Step Parenting’s Answer – Develop the Friendship

There’s one thing we see in families more and more these days. Actually, it’s been around for most of the last half century, so it’s quite the norm – it is blended families. I don’t think there is one step parent, or step son or step daughter out there that thinks it’s a perfect situation. The reality is it’s far from perfect and requires quite a bit of work and commitment to get it to work, and then even more work to keep it going.

So, when you find yourself in the situation of being a step parent, what’s going to work in building a relationship with your partner’s children? Well, that depends on a number of factors. This is not the subject of this article – dealing with all those many factors.

I would like to share with you one thing I learned recently that makes a whole deal of sense and actually works.

It involves the step parent not “becoming” Mum or Dad to the step son or daughter, but simply being their friend; being someone who is not intrusive, and who is able to nurture and build upon trust, creating an environment of mutual respect – this is friendship, in one short word.

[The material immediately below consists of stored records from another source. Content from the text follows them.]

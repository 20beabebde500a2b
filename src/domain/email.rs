//! EmailAddress value object and the lenient address check used as a UX gate.

use super::errors::ValidationError;
use serde::{Serialize, Serializer};
use std::fmt;

/// An email address parsed from free text.
///
/// Parsing accepts both bare addresses and the `Display Name <address>` form.
/// The rules are intentionally loose: the only hard requirement is an `@` in the
/// address part. No RFC 5322 grammar and no DNS lookups.
///
/// # Example
///
/// ```
/// use contact_mail_mcp_server::domain::EmailAddress;
///
/// let email = EmailAddress::parse("Ravi <ravi@example.com>").unwrap();
/// assert_eq!(email.as_str(), "ravi@example.com");
/// assert_eq!(email.display_name(), Some("Ravi"));
/// ```
#[derive(Debug, Clone, PartialEq, Eq, Hash)]
pub struct EmailAddress {
    display_name: Option<String>,
    address: String,
}

impl EmailAddress {
    /// Parse a candidate string into an address.
    ///
    /// # Errors
    ///
    /// Returns `ValidationError::InvalidEmail` if no address containing `@` can be
    /// extracted, or the whole input is a lone `@`.
    pub fn parse(candidate: &str) -> Result<Self, ValidationError> {
        let trimmed = candidate.trim();
        let invalid = || ValidationError::InvalidEmail(candidate.to_string());

        // In `Name <addr>` form only the bracketed part counts
        if let Some((display_name, address)) = Self::split_angle_form(trimmed) {
            if !address.contains('@') {
                return Err(invalid());
            }
            return Ok(Self {
                display_name,
                address,
            });
        }

        if trimmed == "@" || !trimmed.contains('@') {
            return Err(invalid());
        }

        Ok(Self {
            display_name: None,
            address: trimmed.to_string(),
        })
    }

    /// Split `Name <addr>` into its parts. Returns `None` unless the input ends
    /// with a bracketed section.
    fn split_angle_form(input: &str) -> Option<(Option<String>, String)> {
        let body = input.strip_suffix('>')?;
        let open = body.rfind('<')?;
        let address = body[open + 1..].trim().to_string();

        let name = body[..open].trim().trim_matches('"').trim();
        let display_name = (!name.is_empty()).then(|| name.to_string());

        Some((display_name, address))
    }

    /// Get the bare address as a string slice.
    pub fn as_str(&self) -> &str {
        &self.address
    }

    /// Display name given in front of `<...>`, if any.
    pub fn display_name(&self) -> Option<&str> {
        self.display_name.as_deref()
    }

    /// Convert into the bare address.
    pub fn into_inner(self) -> String {
        self.address
    }
}

/// Decide whether `candidate` is an acceptable email address.
///
/// Pure and permissive; see [`EmailAddress::parse`].
pub fn is_valid_email(candidate: &str) -> bool {
    EmailAddress::parse(candidate).is_ok()
}

impl Serialize for EmailAddress {
    fn serialize<S>(&self, serializer: S) -> Result<S::Ok, S::Error>
    where
        S: Serializer,
    {
        self.address.serialize(serializer)
    }
}

impl fmt::Display for EmailAddress {
    fn fmt(&self, f: &mut fmt::Formatter<'_>) -> fmt::Result {
        write!(f, "{}", self.address)
    }
}
//! ApiKey value object for the email provider credential.

use std::fmt;

/// The secret key authorizing calls to the email provider.
///
/// `Debug` and `Display` are redacted so the key cannot leak into logs.
#[derive(Clone, PartialEq, Eq)]
pub struct ApiKey(String);

impl ApiKey {
    /// Wrap a raw key. Blank input yields `None`.
    pub fn new(key: impl Into<String>) -> Option<Self> {
        let key = key.into();
        let trimmed = key.trim();
        if trimmed.is_empty() {
            return None;
        }
        Some(Self(trimmed.to_string()))
    }

    /// The raw key, for building the authorization header only.
    pub fn expose(&self) -> &str {
        &self.0
    }

    /// `Authorization` header value.
    pub fn bearer(&self) -> String {
        format!("Bearer {}", self.0)
    }
}

impl fmt::Debug for ApiKey {
    fn fmt(&self, f: &mut fmt::Formatter<'_>) -> fmt::Result {
        f.write_str("ApiKey(***)")
    }
}

impl fmt::Display for ApiKey {
    fn fmt(&self, f: &mut fmt::Formatter<'_>) -> fmt::Result {
        f.write_str("***")
    }
}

Some might say, “How can I be a friend with a kid, or a teenager?” For some, this doesn’t compute. I want to suggest that if you want success in your relationship with your partner, then investing positive time and effort into their children is a very good idea. Befriending them is a low-risk and sure-fire way of achieving success. Kids can smell a liar from a mile off, so do it in the most genuine, sincere and loving way you can. Put a lot of thought and consideration into it, and seek counsel and support from your partner.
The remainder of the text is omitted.